Which lines come from the start of the records through the line that holds "The mirror is"? Write them out word for word.

______________________________

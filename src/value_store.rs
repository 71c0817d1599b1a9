// Copyright 2021 Datafuse Labs
//
// Licensed under the Apache License, Version 2.0 (the "License");
// you may not use this file except in compliance with the License.
// You may obtain a copy of the License at
//
//     http://www.apache.org/licenses/LICENSE-2.0
//
// Unless required by applicable law or agreed to in writing, software
// distributed under the License is distributed on an "AS IS" BASIS,
// WITHOUT WARRANTIES OR CONDITIONS OF ANY KIND, either express or implied.
// See the License for the specific language governing permissions and
// limitations under the License.

use std::collections::BTreeMap;
use std::sync::Arc;

use log::debug;
use tokio::sync::RwLock;

use crate::value::Entry;
use crate::value::Value;

/// The local copy of a remote hash collection.
#[derive(Debug, Clone, Default)]
pub struct Mirror {
    /// Number of resyncs published so far. Never decreases.
    pub version: u64,
    /// The fields of the remote hash, as of the last published resync.
    pub data: BTreeMap<String, Value>,
}

/// The mirror shared by the readers and the sync worker.
///
/// The mirror is only ever replaced wholesale under the write lock,
/// so a reader never observes a half-built mirror, nor an older one after a newer one.
#[derive(Debug, Clone, Default)]
pub(crate) struct ValueStore {
    mirror: Arc<RwLock<Mirror>>,
}

impl ValueStore {
    /// Publish a freshly built mirror. Returns the new version.
    pub(crate) async fn replace(&self, data: BTreeMap<String, Value>) -> u64 {
        let mut mirror = self.mirror.write().await;

        mirror.version += 1;
        mirror.data = data;

        debug!(
            "ValueStore: published version {} with {} fields",
            mirror.version,
            mirror.data.len()
        );
        mirror.version
    }

    pub(crate) async fn read(&self, field: &str) -> Option<Value> {
        self.access(|m| m.data.get(field).cloned()).await
    }

    pub(crate) async fn keys(&self) -> Vec<String> {
        self.access(|m| m.data.keys().cloned().collect()).await
    }

    pub(crate) async fn entries(&self) -> Vec<Entry> {
        self.access(|m| {
            m.data
                .iter()
                .map(|(k, v)| Entry::new(k, v.clone()))
                .collect()
        })
        .await
    }

    /// Run `f` against the mirror under the shared lock.
    pub(crate) async fn access<T>(&self, f: impl FnOnce(&Mirror) -> T) -> T {
        let mirror = self.mirror.read().await;
        f(&mirror)
    }
}
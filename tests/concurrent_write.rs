// Copyright 2021 Datafuse Labs
//
// Licensed under the Apache License, Version 2.0 (the "License");
// you may not use this file except in compliance with the License.
// You may obtain a copy of the License at
//
//     http://www.apache.org/licenses/LICENSE-2.0
//
// Unless required by applicable law or agreed to in writing, software
// distributed under the License is distributed on an "AS IS" BASIS,
// WITHOUT WARRANTIES OR CONDITIONS OF ANY KIND, either express or implied.
// See the License for the specific language governing permissions and
// limitations under the License.

//! Concurrent write consistency integration test
//!
//! The key aspects being tested are:
//!
//! 1. **Concurrent Writers**: several tasks write distinct fields through one shared cache
//! 2. **Single Wait**: one consistency wait afterwards observes all of them
//! 3. **Monotonic View**: while writes keep coming, readers never observe an older mirror
//!    version after a newer one

use std::sync::atomic::AtomicBool;
use std::sync::atomic::Ordering;
use std::sync::Arc;
use std::time::Duration;

use keyspace_cache::testing::store::TestStore;
use keyspace_cache::testing::types::TestConfig;
use keyspace_cache::CacheMap;
use keyspace_cache::Entry;
use pretty_assertions::assert_eq;
use tokio::time::sleep;

#[tokio::test(flavor = "multi_thread", worker_threads = 4)]
async fn test_four_concurrent_sets() -> anyhow::Result<()> {
    let store = TestStore::new();
    let cache = Arc::new(
        CacheMap::<TestConfig>::new(store.clone(), store.feed(), "M", "concurrent-sets")
            .await?,
    );

    let mut handles = vec![];
    for i in 1..=4 {
        let cache = cache.clone();
        handles.push(tokio::spawn(async move {
            cache.set(&format!("f{i}"), format!("v{i}")).await
        }));
    }

    for h in handles {
        h.await??;
    }

    assert!(cache.wait_until_consistent().await);

    assert_eq!(cache.keys().await.len(), 4);

    let mut entries = cache.entries().await;
    entries.sort_by(|a, b| a.key.cmp(&b.key));
    assert_eq!(entries, vec![
        Entry::new("f1", "v1"),
        Entry::new("f2", "v2"),
        Entry::new("f3", "v3"),
        Entry::new("f4", "v4"),
    ]);

    let cache = Arc::try_unwrap(cache).map_err(|_| anyhow::anyhow!("cache still shared"))?;
    cache.destroy().await;
    Ok(())
}

#[tokio::test(flavor = "multi_thread", worker_threads = 4)]
async fn test_readers_see_monotonic_versions() -> anyhow::Result<()> {
    let store = TestStore::new();
    let cache = Arc::new(
        CacheMap::<TestConfig>::new(store.clone(), store.feed(), "mono", "monotonic")
            .await?,
    );

    let stop = Arc::new(AtomicBool::new(false));

    // A writer behind the cache's back, so resyncs are driven by notifications only.
    let writer = {
        let store = store.clone();
        let stop = stop.clone();
        tokio::spawn(async move {
            let mut n = 0u64;
            while !stop.load(Ordering::Relaxed) {
                n += 1;
                store.hset("mono", "counter", &n.to_string()).await;
                if n % 5 == 0 {
                    store.hdel("mono", &["counter"]).await;
                }
                sleep(Duration::from_millis(7)).await;
            }
            n
        })
    };

    let mut readers = vec![];
    for _ in 0..3 {
        let cache = cache.clone();
        let stop = stop.clone();
        readers.push(tokio::spawn(async move {
            let mut last = 0u64;
            let mut reads = 0u64;
            while !stop.load(Ordering::Relaxed) {
                let (version, _value) = cache
                    .access(|m| (m.version, m.data.get("counter").cloned()))
                    .await;
                assert!(
                    version >= last,
                    "mirror went backwards: {} after {}",
                    version,
                    last
                );
                last = version;
                reads += 1;
                sleep(Duration::from_millis(3)).await;
            }
            reads
        }));
    }

    sleep(Duration::from_millis(800)).await;
    stop.store(true, Ordering::Relaxed);

    let written = writer.await?;
    for r in readers {
        assert!(r.await? > 0);
    }

    // Once writes stop, the cache converges to the store.
    sleep(Duration::from_millis(300)).await;
    let expected = store.snapshot("mono").await;
    let got = cache
        .entries()
        .await
        .into_iter()
        .map(|e| (e.key, e.value.into_string()))
        .collect::<std::collections::BTreeMap<_, _>>();
    assert_eq!(got, expected, "after {} writes", written);
    assert!(cache.version().await > 1);

    let cache = Arc::try_unwrap(cache).map_err(|_| anyhow::anyhow!("cache still shared"))?;
    cache.destroy().await;
    Ok(())
}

______________________________

## RESULT OF THIS EXERCISE:
filename src/value_store.rs
repository 71c0817d1599b1a9
// Copyright 2021 Datafuse Labs
//
// Licensed under the Apache License, Version 2.0 (the "License");
// you may not use this file except in compliance with the License.
// You may obtain a copy of the License at
//
//     http://www.apache.org/licenses/LICENSE-2.0
//
// Unless required by applicable law or agreed to in writing, software
// distributed under the License is distributed on an "AS IS" BASIS,
// WITHOUT WARRANTIES OR CONDITIONS OF ANY KIND, either express or implied.
// See the License for the specific language governing permissions and
// limitations under the License.

use std::collections::BTreeMap;
use std::sync::Arc;

use log::debug;
use tokio::sync::RwLock;

use crate::value::Entry;
use crate::value::Value;

/// The local copy of a remote hash collection.
#[derive(Debug, Clone, Default)]
pub struct Mirror {
    /// Number of resyncs published so far. Never decreases.
    pub version: u64,
    /// The fields of the remote hash, as of the last published resync.
    pub data: BTreeMap<String, Value>,
}

/// The mirror shared by the readers and the sync worker.
///
/// The mirror is only ever replaced wholesale under the write lock,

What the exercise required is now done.